What are Devotion and The Devil Aspect about, r39?
by Anonymous | reply 40 | July 5, 2023 12:52 AM |
R39 I am so envious. I am SO SLOW now when I read. I always was, but as I grow older I am slower. I have a friend that just buzzes through 4-5 books a week. I don't understand how.
by Anonymous | reply 41 | July 5, 2023 1:02 AM |
I haven't read "Bleak House," but a novel that size usually takes me a month to read, unless I'm on vacation.
by Anonymous | reply 42 | July 5, 2023 1:35 AM |
Read demon copperhead . Started out great , ended with a wimper.
by Anonymous | reply 43 | July 5, 2023 1:42 AM |
Five. Decembers by. James. Kestrel. Hard to put down..
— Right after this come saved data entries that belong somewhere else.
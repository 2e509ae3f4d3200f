//! SCSI CD-ROM drive (SCCD)

use std::collections::BTreeMap;
use std::path::Path;

use anyhow::Result;
use num_traits::FromPrimitive;

use super::disk::{self, AccessMode, StorageDisk};
use super::{DeviceState, DeviceType, INQUIRY_CDROM, ScsiLevel, ScsiTarget};
use crate::scsi::controller::TransferCtx;
use crate::scsi::{
    ASC_INVALID_FIELD_IN_CDB, ScsiCommand, ScsiError, ScsiResult, SenseKey, be16,
};

const TRACK_LEADOUT: u8 = 0xAA;

pub struct ScsiCdRom {
    state: DeviceState,
    disk: StorageDisk,
}

impl ScsiCdRom {
    pub const SECTOR_SIZES: &'static [u32] = &[512, 2048];

    pub fn new(id: u8, lun: u8) -> Self {
        let mut state = DeviceState::new(id, lun);
        state.read_only = true;
        state.stoppable = true;
        state.removable = true;
        state.lockable = true;

        Self {
            state,
            disk: StorageDisk::new(Self::SECTOR_SIZES),
        }
    }

    /// Single-track TOC covering the whole image
    fn read_toc(&mut self, ctx: &mut TransferCtx) -> ScsiResult<()> {
        self.state.check_ready()?;

        let format = ctx.cdb[9] >> 6;
        let track = ctx.cdb[6];
        let allocation_length = be16(&ctx.cdb, 7) as usize;

        let result: Vec<u8> = match format {
            0 => match track {
                0 | 1 => {
                    let mut toc = vec![0u8; 0x14];
                    toc[1] = 0x12;
                    // First and last track
                    toc[2] = 1;
                    toc[3] = 1;
                    // Track descriptor for track 1: digital track starting
                    // at block 0
                    toc[5] = 0x14;
                    toc[6] = 1;
                    // Track descriptor for the lead-out
                    toc[13] = 0x14;
                    toc[14] = TRACK_LEADOUT;
                    toc
                }
                TRACK_LEADOUT => {
                    let mut toc = vec![0u8; 12];
                    toc[1] = 0x0A;
                    toc[2] = 1;
                    toc[3] = 1;
                    toc[5] = 0x14;
                    toc[6] = TRACK_LEADOUT;
                    toc
                }
                _ => {
                    return Err(ScsiError::new(
                        SenseKey::IllegalRequest,
                        ASC_INVALID_FIELD_IN_CDB,
                    ));
                }
            },
            1 => {
                // Session TOC
                let mut toc = vec![0u8; 12];
                toc[1] = 0x0A;
                toc[2] = 1;
                toc[3] = 1;
                toc[5] = 0x14;
                toc[6] = 1;
                toc
            }
            _ => {
                log::error!("Unknown READ TOC format {}", format);
                return Err(ScsiError::new(
                    SenseKey::IllegalRequest,
                    ASC_INVALID_FIELD_IN_CDB,
                ));
            }
        };

        let len = result.len().min(allocation_length);
        ctx.buffer[..len].copy_from_slice(&result[..len]);
        ctx.enter_data_in(len);
        Ok(())
    }
}

impl ScsiTarget for ScsiCdRom {
    fn state(&self) -> &DeviceState {
        &self.state
    }

    fn state_mut(&mut self) -> &mut DeviceState {
        &mut self.state
    }

    fn target_type(&self) -> DeviceType {
        DeviceType::Cdrom
    }

    fn inquiry_payload(&self) -> Vec<u8> {
        self.inquiry_common(INQUIRY_CDROM, ScsiLevel::Scsi2, true)
    }

    fn open_image(&mut self, path: &Path) -> Result<()> {
        // CD-ROM media defaults to 2048-byte sectors
        if self.disk.configured_sector_size() == 0 {
            self.disk.set_configured_sector_size(2048);
        }

        self.disk.open(path, false)?;

        self.state.ready = true;
        self.state.stopped = false;
        self.state.removed = false;
        self.state.locked = false;

        Ok(())
    }

    fn image_path(&self) -> Option<&Path> {
        self.disk.path()
    }

    fn sector_size_configurable(&self) -> bool {
        self.disk.sector_size_configurable()
    }

    fn set_configured_sector_size(&mut self, size: u32) -> bool {
        self.disk.set_configured_sector_size(size)
    }

    fn take_medium_changed(&mut self) -> bool {
        self.disk.medium_changed.get_clear()
    }

    fn set_medium_changed(&mut self) {
        self.disk.medium_changed.set();
    }

    fn eject(&mut self, force: bool) -> bool {
        let ejected = self.state.eject(force);
        if ejected {
            self.disk.close();
        }
        ejected
    }

    fn xfer_in(&mut self, ctx: &mut TransferCtx) -> ScsiResult<()> {
        disk::xfer_in(&mut self.disk, ctx)
    }

    fn mode_sense6(&mut self, ctx: &mut TransferCtx) -> ScsiResult<()> {
        let page = ctx.cdb[2] & 0x3F;
        let changeable = ctx.cdb[2] & 0xC0 == 0x40;
        let pages = self.collect_mode_pages(page, changeable)?;
        disk::mode_sense6(&self.state, &self.disk, ctx, &pages)
    }

    fn mode_sense10(&mut self, ctx: &mut TransferCtx) -> ScsiResult<()> {
        let page = ctx.cdb[2] & 0x3F;
        let changeable = ctx.cdb[2] & 0xC0 == 0x40;
        let pages = self.collect_mode_pages(page, changeable)?;
        disk::mode_sense10(&self.state, &self.disk, ctx, &pages)
    }

    fn setup_mode_pages(&self, pages: &mut BTreeMap<u8, Vec<u8>>, page: u8, changeable: bool) {
        disk::setup_disk_mode_pages(&self.state, &self.disk, pages, page, changeable);

        // Needed by the stock Apple CD-ROM driver
        if page == 0x30 || page == 0x3F {
            disk::add_apple_vendor_page(pages, changeable);
        }
    }

    fn dispatch_specific(
        &mut self,
        ctx: &mut TransferCtx,
        opcode: u8,
    ) -> Option<ScsiResult<()>> {
        match ScsiCommand::from_u8(opcode)? {
            ScsiCommand::ReadToc => Some(self.read_toc(ctx)),
            cmd => {
                let Self { state, disk } = self;
                Some(match cmd {
                    ScsiCommand::Read6 => disk::read_cmd(state, disk, ctx, AccessMode::Rw6),
                    ScsiCommand::Read10 => disk::read_cmd(state, disk, ctx, AccessMode::Rw10),
                    ScsiCommand::Read16 => disk::read_cmd(state, disk, ctx, AccessMode::Rw16),
                    ScsiCommand::Seek6 => disk::seek_cmd(state, disk, ctx, AccessMode::Seek6),
                    ScsiCommand::Seek10 => disk::seek_cmd(state, disk, ctx, AccessMode::Seek10),
                    ScsiCommand::StartStop => disk::start_stop_unit(state, disk, ctx),
                    ScsiCommand::PreventAllowMediumRemoval => {
                        disk::prevent_allow_removal(state, ctx)
                    }
                    ScsiCommand::SendDiagnostic => disk::send_diagnostic(ctx),
                    ScsiCommand::ReadCapacity10 => disk::read_capacity10(state, disk, ctx),
                    ScsiCommand::ReadCapacity16ReadLong16 => match ctx.cdb[1] & 0x1F {
                        0x10 => disk::read_capacity16(state, disk, ctx),
                        _ => Err(ScsiError::new(
                            SenseKey::IllegalRequest,
                            ASC_INVALID_FIELD_IN_CDB,
                        )),
                    },
                    ScsiCommand::Reserve6
                    | ScsiCommand::Release6
                    | ScsiCommand::Reserve10
                    | ScsiCommand::Release10 => {
                        ctx.enter_status();
                        Ok(())
                    }
                    _ => return None,
                })
            }
        }
    }
}

#[cfg(test)]
mod tests {
    use super::*;

    fn cd_with_image() -> (tempfile::TempDir, ScsiCdRom) {
        let dir = tempfile::tempdir().unwrap();
        let path = dir.path().join("test.iso");
        std::fs::File::create(&path)
            .unwrap()
            .set_len(2048 * 16)
            .unwrap();

        let mut cd = ScsiCdRom::new(0, 0);
        cd.open_image(&path).unwrap();
        (dir, cd)
    }

    fn ctx_with_cdb(cdb: &[u8]) -> TransferCtx {
        let mut ctx = crate::scsi::controller::test_ctx();
        ctx.cdb.try_extend_from_slice(cdb).unwrap();
        ctx
    }

    #[test]
    fn defaults_to_2048_byte_sectors() {
        let (_dir, cd) = cd_with_image();
        assert_eq!(cd.disk.sector_size(), 2048);
        assert_eq!(cd.disk.blocks(), 16);
    }

    #[test]
    fn toc_contains_leadout() {
        let (_dir, mut cd) = cd_with_image();
        let mut ctx = ctx_with_cdb(&[0x43, 0, 0, 0, 0, 0, 0, 0x00, 0x14, 0]);

        cd.dispatch(&mut ctx).unwrap();
        assert_eq!(ctx.buffer[2], 1);
        assert_eq!(ctx.buffer[14], TRACK_LEADOUT);
    }

    #[test]
    fn write_is_not_supported() {
        let (_dir, mut cd) = cd_with_image();
        // WRITE(10)
        let mut ctx = ctx_with_cdb(&[0x2A, 0, 0, 0, 0, 0, 0, 0, 1, 0]);

        let e = cd.dispatch(&mut ctx).unwrap_err();
        assert_eq!(e.sense_key, SenseKey::IllegalRequest);
    }

    #[test]
    fn toc_without_medium_reports_not_ready() {
        let mut cd = ScsiCdRom::new(0, 0);
        let mut ctx = ctx_with_cdb(&[0x43, 0, 0, 0, 0, 0, 0, 0x00, 0x14, 0]);

        let e = cd.dispatch(&mut ctx).unwrap_err();
        assert_eq!(e.sense_key, SenseKey::NotReady);
    }
}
by Anonymous | reply 44 | July 5, 2023 2:41 AM |
r44, I bought that but haven't gotten to read it yet
by Anonymous | reply 45 | July 5, 2023 2:42 AM |
Looks long, but zooms by.
by Anonymous | reply 46 | July 5, 2023 2:46 AM |
Can't remember but I must have recommended a nifty thriller called NOVEMBER ROAD by Lou Berney upthread. A truly fun smart summer read about a handsome young fixer working for the New Orleans Mafia in 1963 who becomes embroiled in the JFK assassination and has to disappear. In his escape he meets up with a young wife who is on the run from a bad marriage with her 2 kids and the family dog. Wonderful plotting and the the author beautifully captures the very disparate worlds and voices of the 2 main characters.
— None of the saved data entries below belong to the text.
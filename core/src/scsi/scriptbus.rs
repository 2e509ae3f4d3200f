//! Scripted in-memory bus for exercising the phase machine without hardware
//!
//! `ScriptBus` plays the initiator side of a transaction: it selects a
//! target, feeds queued CDB and message-out bytes, and records everything
//! the target sends back, classified by the signal levels the target drives
//! (status, message-in and data-in traffic are kept apart).

use std::collections::VecDeque;

use super::bus::{ScsiBus, Signal};

#[derive(Debug, Default)]
struct Signals {
    bsy: bool,
    sel: bool,
    atn: bool,
    ack: bool,
    req: bool,
    rst: bool,
    msg: bool,
    cd: bool,
    io: bool,
}

#[derive(Debug, Default)]
pub struct ScriptBus {
    signals: Signals,
    dat: u8,

    /// Queued CDBs, served by `command_handshake`
    cdbs: VecDeque<Vec<u8>>,
    /// Queued message-out bytes; ATN stays asserted while non-empty
    msg_out: VecDeque<u8>,

    status: Vec<u8>,
    msg_in: Vec<u8>,
    data_in: Vec<u8>,
    data_out: VecDeque<u8>,
}

impl ScriptBus {
    pub fn new() -> Self {
        Self::default()
    }

    /// Starts a selection: SEL asserted, BSY clear, the target (and
    /// initiator) ID bits on the data lines.
    pub fn begin_selection(&mut self, id_bits: u8, atn: bool) {
        self.signals.sel = true;
        self.signals.bsy = false;
        self.dat = id_bits;
        self.signals.atn = atn;
    }

    pub fn queue_cdb(&mut self, cdb: &[u8]) {
        self.cdbs.push_back(cdb.to_vec());
    }

    pub fn queue_message_out(&mut self, msgs: &[u8]) {
        self.msg_out.extend(msgs.iter().copied());
        self.signals.atn = true;
    }

    /// Bytes the initiator will provide during a DataOut phase
    pub fn queue_data_out(&mut self, data: &[u8]) {
        self.data_out.extend(data.iter().copied());
    }

    pub fn assert_rst(&mut self) {
        self.signals.rst = true;
    }

    pub fn status_bytes(&self) -> &[u8] {
        &self.status
    }

    pub fn message_in_bytes(&self) -> &[u8] {
        &self.msg_in
    }

    pub fn data_in_bytes(&self) -> &[u8] {
        &self.data_in
    }

    /// True once every scripted stimulus has been consumed
    pub fn script_done(&self) -> bool {
        self.cdbs.is_empty() && self.msg_out.is_empty() && self.data_out.is_empty()
    }
}

impl ScsiBus for ScriptBus {
    fn acquire(&mut self) {}

    fn get_signal(&self, signal: Signal) -> bool {
        match signal {
            Signal::Bsy => self.signals.bsy,
            Signal::Sel => self.signals.sel,
            // ATN holds until the scripted message bytes are drained
            Signal::Atn => self.signals.atn && !self.msg_out.is_empty(),
            Signal::Ack => self.signals.ack,
            Signal::Req => self.signals.req,
            Signal::Rst => self.signals.rst,
            Signal::Msg => self.signals.msg,
            Signal::Cd => self.signals.cd,
            Signal::Io => self.signals.io,
        }
    }

    fn set_signal(&mut self, signal: Signal, asserted: bool) {
        match signal {
            Signal::Bsy => {
                self.signals.bsy = asserted;
                // The initiator releases SEL once the target responds with
                // BSY
                if asserted && self.signals.sel {
                    self.signals.sel = false;
                }
            }
            Signal::Sel => self.signals.sel = asserted,
            Signal::Atn => self.signals.atn = asserted,
            Signal::Ack => self.signals.ack = asserted,
            Signal::Req => self.signals.req = asserted,
            Signal::Rst => self.signals.rst = asserted,
            Signal::Msg => self.signals.msg = asserted,
            Signal::Cd => self.signals.cd = asserted,
            Signal::Io => self.signals.io = asserted,
        }
    }

    fn dat(&self) -> u8 {
        self.dat
    }

    fn set_dat(&mut self, value: u8) {
        self.dat = value;
    }

    fn command_handshake(&mut self, buffer: &mut [u8]) -> usize {
        let Some(cdb) = self.cdbs.pop_front() else {
            return 0;
        };

        let len = cdb.len().min(buffer.len());
        buffer[..len].copy_from_slice(&cdb[..len]);
        len
    }

    fn send_handshake(&mut self, buffer: &[u8], _send_delay: u32) -> usize {
        // Classify by the phase signals the target drives
        let sink = match (self.signals.msg, self.signals.cd, self.signals.io) {
            (true, true, true) => &mut self.msg_in,
            (false, true, true) => &mut self.status,
            (false, false, true) => &mut self.data_in,
            _ => return 0,
        };

        sink.extend_from_slice(buffer);
        buffer.len()
    }

    fn receive_handshake(&mut self, buffer: &mut [u8]) -> usize {
        let source = if self.signals.msg {
            &mut self.msg_out
        } else {
            &mut self.data_out
        };

        let mut read = 0;
        for slot in buffer.iter_mut() {
            match source.pop_front() {
                Some(b) => {
                    *slot = b;
                    read += 1;
                }
                None => break,
            }
        }
        read
    }

    fn reset(&mut self) {
        self.signals = Signals::default();
        self.dat = 0;
    }
}

#[cfg(test)]
mod tests {
    use super::*;

    #[test]
    fn classifies_send_traffic() {
        let mut bus = ScriptBus::new();

        bus.set_signal(Signal::Cd, true);
        bus.set_signal(Signal::Io, true);
        assert_eq!(bus.send_handshake(&[0x00], 0), 1);

        bus.set_signal(Signal::Msg, true);
        assert_eq!(bus.send_handshake(&[0x80], 0), 1);

        assert_eq!(bus.status_bytes(), &[0x00]);
        assert_eq!(bus.message_in_bytes(), &[0x80]);
    }

    #[test]
    fn atn_drops_when_messages_are_drained() {
        let mut bus = ScriptBus::new();
        bus.begin_selection(0x01, true);
        bus.queue_message_out(&[0x80]);
        assert!(bus.get_atn());

        bus.set_signal(Signal::Msg, true);
        let mut buf = [0u8; 1];
        assert_eq!(bus.receive_handshake(&mut buf), 1);
        assert_eq!(buf[0], 0x80);
        assert!(!bus.get_atn());
    }
}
PS: I did not care at all for an earlier book by Berney called THE LONG AND FARAWAY GONE so please skip that one.
by Anonymous | reply 47 | July 5, 2023 3:03 AM |
I liked "The Long and Faraway Gone", R47. Interesting premise of a fictional resolution to a historical mystery that can never be resolved.
I re-read Bleak House a few months ago. Since I recalled almost no details it was essentially a new read for me. Unabridged audiobooks the way to go with classic tomes for me.
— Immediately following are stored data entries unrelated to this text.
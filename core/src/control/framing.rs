//! Wire framing for the control protocol
//!
//! A connection starts with the 6-byte magic `RASCSI`, followed by
//! length-prefixed protobuf messages: a 4-byte little-endian i32 size and
//! the serialized payload. The magic is only sent with the initial request;
//! responses are plain length-prefixed messages.

use std::io::{Read, Write};

use prost::Message;
use thiserror::Error;

pub const MAGIC: &[u8; 6] = b"RASCSI";

/// Default TCP port of the control service
pub const DEFAULT_PORT: u16 = 6868;

/// Upper bound for a single message, as a safeguard against garbage headers
const MAX_MESSAGE_SIZE: i32 = 8 * 1024 * 1024;

#[derive(Debug, Error)]
pub enum FramingError {
    #[error("I/O error: {0}")]
    Io(#[from] std::io::Error),
    #[error("Invalid magic")]
    InvalidMagic,
    #[error("Invalid message header")]
    InvalidHeader,
    #[error("Decoding message failed: {0}")]
    Decode(#[from] prost::DecodeError),
}

/// Reads and verifies the connection magic
pub fn read_magic(reader: &mut impl Read) -> Result<(), FramingError> {
    let mut magic = [0u8; 6];
    reader.read_exact(&mut magic)?;

    if &magic != MAGIC {
        return Err(FramingError::InvalidMagic);
    }

    Ok(())
}

pub fn write_magic(writer: &mut impl Write) -> Result<(), FramingError> {
    writer.write_all(MAGIC)?;
    Ok(())
}

/// Writes one length-prefixed message
pub fn write_message<M: Message>(writer: &mut impl Write, message: &M) -> Result<(), FramingError> {
    let data = message.encode_to_vec();

    let size = data.len() as i32;
    writer.write_all(&size.to_le_bytes())?;
    writer.write_all(&data)?;
    writer.flush()?;

    Ok(())
}

/// Reads one length-prefixed message
pub fn read_message<M: Message + Default>(reader: &mut impl Read) -> Result<M, FramingError> {
    let mut header = [0u8; 4];
    reader.read_exact(&mut header)?;

    let size = i32::from_le_bytes(header);
    if !(0..=MAX_MESSAGE_SIZE).contains(&size) {
        return Err(FramingError::InvalidHeader);
    }

    let mut data = vec![0u8; size as usize];
    reader.read_exact(&mut data)?;

    Ok(M::decode(data.as_slice())?)
}

#[cfg(test)]
mod tests {
    use super::*;
    use crate::control::proto::{PbCommand, PbOperation};
    use std::io::Cursor;

    #[test]
    fn message_roundtrip_is_identity() {
        let mut command = PbCommand::new(PbOperation::ServerInfo);
        command
            .params
            .insert("folder_pattern".to_string(), "test".to_string());

        let mut wire = Vec::new();
        write_magic(&mut wire).unwrap();
        write_message(&mut wire, &command).unwrap();

        let mut cursor = Cursor::new(wire);
        read_magic(&mut cursor).unwrap();
        let decoded: PbCommand = read_message(&mut cursor).unwrap();

        assert_eq!(command, decoded);
    }

    #[test]
    fn wrong_magic_is_rejected() {
        let mut cursor = Cursor::new(b"RASCS\x00".to_vec());
        assert!(matches!(
            read_magic(&mut cursor),
            Err(FramingError::InvalidMagic)
        ));
    }

    #[test]
    fn negative_length_is_rejected() {
        let mut wire = Vec::new();
        wire.extend_from_slice(&(-1i32).to_le_bytes());

        let result: Result<PbCommand, _> = read_message(&mut Cursor::new(wire));
        assert!(matches!(result, Err(FramingError::InvalidHeader)));
    }

    #[test]
    fn truncated_payload_is_an_io_error() {
        let mut wire = Vec::new();
        wire.extend_from_slice(&100i32.to_le_bytes());
        wire.extend_from_slice(&[0u8; 10]);

        let result: Result<PbCommand, _> = read_message(&mut Cursor::new(wire));
        assert!(matches!(result, Err(FramingError::Io(_))));
    }
}
//! SCSI target controller: the bus phase state machine
//!
//! One controller exists per target ID and owns up to 32 logical units.
//! The daemon's main loop calls [`ScsiController::process`] repeatedly; each
//! call samples the bus and runs the handler of the current phase. A handler
//! doubles as the phase's entry action (when the stored phase differs from
//! its own) and its continue action (when it matches).
//!
//! Targets never hold a reference back to their controller. During command
//! execution they receive a [`TransferCtx`] carrying the CDB, the transfer
//! buffer and counters, and request the next bus phase through it.

use std::collections::BTreeMap;
use std::path::PathBuf;
use std::thread;
use std::time::{Duration, Instant};

use arrayvec::ArrayVec;
use log::*;
use num_traits::FromPrimitive;

use crate::scsi::bus::{SEND_NO_DELAY, ScsiBus};
use crate::scsi::target::{LUN_MAX, ScsiTarget};
use crate::scsi::{
    ASC_INVALID_LUN, ScsiCommand, ScsiError, ScsiResult, SenseKey, ShutdownMode, cdb_length,
};

/// Default transfer buffer size, or the size of an Ethernet frame plus
/// overhead, whichever is larger.
pub const BUFFER_SIZE: usize = if 0x1000 > 1514 + 16 + 4 { 0x1000 } else { 1514 + 16 + 4 };

const MIN_EXEC_TIME: Duration = Duration::from_micros(50);

const MAX_SYNC_PERIOD: u8 = 50;
const MAX_SYNC_OFFSET: u8 = 16;

// Message codes arriving via ATN
const MSG_EXTENDED: u8 = 0x01;
const MSG_ABORT: u8 = 0x06;
const MSG_REJECT: u8 = 0x07;
const MSG_BUS_DEVICE_RESET: u8 = 0x0C;

/// SCSI bus phases
#[derive(Debug, Clone, Copy, PartialEq, Eq)]
pub enum Phase {
    BusFree,
    /// Initiator side only, never entered by a target
    Arbitration,
    Selection,
    Command,
    /// Internal sub-state while a CDB is being dispatched
    Execute,
    /// Target -> Initiator
    DataIn,
    /// Initiator -> Target
    DataOut,
    Status,
    MsgIn,
    MsgOut,
}

/// Per-command transfer state handed to targets during dispatch
pub struct TransferCtx {
    pub cdb: ArrayVec<u8, 16>,
    pub buffer: Vec<u8>,
    pub offset: usize,
    pub length: usize,
    pub blocks: u32,
    pub next: u64,
    pub status: u8,
    pub message: u8,

    /// LUN captured from a prior IDENTIFY message
    identified_lun: Option<u8>,
    /// Occupied LUNs of the owning controller (bit per LUN)
    lun_mask: u32,
    /// Phase requested by the target during dispatch
    requested_phase: Option<Phase>,
    /// Byte-oriented DataOut (printer PRINT path)
    byte_transfer: bool,
    bytes_to_transfer: usize,
    /// Deferred shutdown scheduled by the host services device
    shutdown: Option<ShutdownMode>,
    /// Image files released by a target-side eject, to be unreserved by
    /// the owner of the reservation table
    released_images: Vec<PathBuf>,
}
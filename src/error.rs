//! Swarm error types

use thiserror::Error;

use crate::protocol::AgentId;

/// Errors that can occur in the swarm
#[derive(Debug, Error)]
pub enum SwarmError {
    /// Agent not found in the registry
    #[error("Agent not found: {0}")]
    AgentNotFound(AgentId),

    /// Agent spawn denied
    #[error("Spawn denied: {0}")]
    SpawnDenied(String),

    /// Generation call failure (quota, network). Fatal to the caller's
    /// current loop iteration; never retried internally.
    #[error("Generation call failed: {0}")]
    Generation(String),

    /// Tool error
    #[error("Tool error: {0}")]
    Tool(#[from] crate::toolbox::ToolError),

    /// Control channel error
    #[error("Channel error: {0}")]
    Channel(#[from] crate::control::ChannelError),
}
Four or five books a week? Even rotating among Elin Hilderbrand, Jodi Picoult, etc. would be challenging for that rate!
by Anonymous | reply 48 | July 5, 2023 12:03 PM |
Someday before I die I'd like to reread all of my favorite Dickens - Bleak House, David Copperfield, Great Expectations and Dombey & Son.
by Anonymous | reply 49 | July 5, 2023 12:47 PM |
I started reading The Guest by Emma Cline. Fantastic summer read. I love her style.
by Anonymous | reply 50 | July 6, 2023 11:21 PM |
House of Joy
by Anonymous | reply 51 | July 6, 2023 11:26 PM |
Finally got around to starting THE BOOK THIEF. Any fans?
by Anonymous | reply 52 | July 7, 2023 1:32 AM |
R47 Thanks for the "November Road" recommendation. I'll queue it up as a chaser for after I've read Don DeLilo's "Libra."
by Anonymous | reply 53 | July 7, 2023 11:48 AM |
Really enjoying “the late Americans” by Brandon Taylor so far.
Very gay, very well written.
by Anonymous | reply 54 | July 7, 2023 1:00 PM |
I read Fillthy Animals last month, r54, but though i enjoyed it was somewhat underwhelmed. Still have Real Life to read though.
by Anonymous | reply 55 | July 7, 2023 9:31 PM |
R55, I never got into his other books but REALLY enjoying this one
by Anonymous | reply 56 | July 7, 2023 9:41 PM |
Just finished the new Riley Sager thriller, "The Only One Left". Love his writing, and this one is a nerve-racking thriller about a lonely old woman living in a crumbling mansion on a cliff, accused of murdering her parents and sister 50 years before. Her new caretaker is determined to unravel the mystery of those murders. Very twisty, very surprising ending, and ready for its close-up. Love his books.
by Anonymous | reply 57 | July 7, 2023 10:04 PM |
I'm a social history nerd, so I'm taking on all twenty of Zola's Rougan-Macquart novels as a summer project. Second empire was drama!
by Anonymous | reply 58 | July 7, 2023 10:12 PM |
R58, oh, i intended to do that and bought the first volume bur the initial pages were off putting for my mood at the time. Do tell as you go along.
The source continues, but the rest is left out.